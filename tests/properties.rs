//! Property tests over arbitrary name pairs

use email_forge::{EmailSynthesizer, Settings};
use proptest::prelude::*;
use rand::rngs::StdRng;
use rand::SeedableRng;

proptest! {
    #![proptest_config(ProptestConfig::with_cases(64))]

    #[test]
    fn prop_generated_emails_meet_constraints(
        name in "[a-z]{2,12}",
        surname in "[a-z]{2,12}( [a-z]{2,8}){0,2}",
        seed in any::<u64>(),
    ) {
        let settings = Settings::default();
        let synth = EmailSynthesizer::new(settings.clone()).unwrap();
        let mut rng = StdRng::seed_from_u64(seed);

        for _ in 0..20 {
            let out = synth.synthesize(&mut rng, &name, &surname).unwrap();
            prop_assert_eq!(out.email.matches('@').count(), 1);
            prop_assert!(!out.username.contains(' '));
            prop_assert!(out.username.chars().count() >= settings.min_username_length);
            prop_assert!(out.digit_count() <= settings.max_digits);
            prop_assert!(settings.domains.contains(&out.domain));
        }
    }

    #[test]
    fn prop_same_seed_same_email(
        name in "[a-z]{2,12}",
        surname in "[a-z]{2,12}",
        seed in any::<u64>(),
    ) {
        let synth = EmailSynthesizer::new(Settings::default()).unwrap();
        let first = synth.generate_email(&mut StdRng::seed_from_u64(seed), &name, &surname).unwrap();
        let second = synth.generate_email(&mut StdRng::seed_from_u64(seed), &name, &surname).unwrap();
        prop_assert_eq!(first, second);
    }

    #[test]
    fn prop_non_letters_rejected(
        name in "[a-z]{0,4}[0-9@._-][a-z]{0,4}",
        seed in any::<u64>(),
    ) {
        let synth = EmailSynthesizer::new(Settings::default()).unwrap();
        let mut rng = StdRng::seed_from_u64(seed);
        prop_assert!(synth.generate_email(&mut rng, &name, "doe").is_err());
    }
}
*****
What the task asks:
Show every line from the entries above in which "first" appears.

Answer space:
        let first = synth.generate_email(&mut StdRng::seed_from_u64(seed), &name, &surname).unwrap();
        prop_assert_eq!(first, second);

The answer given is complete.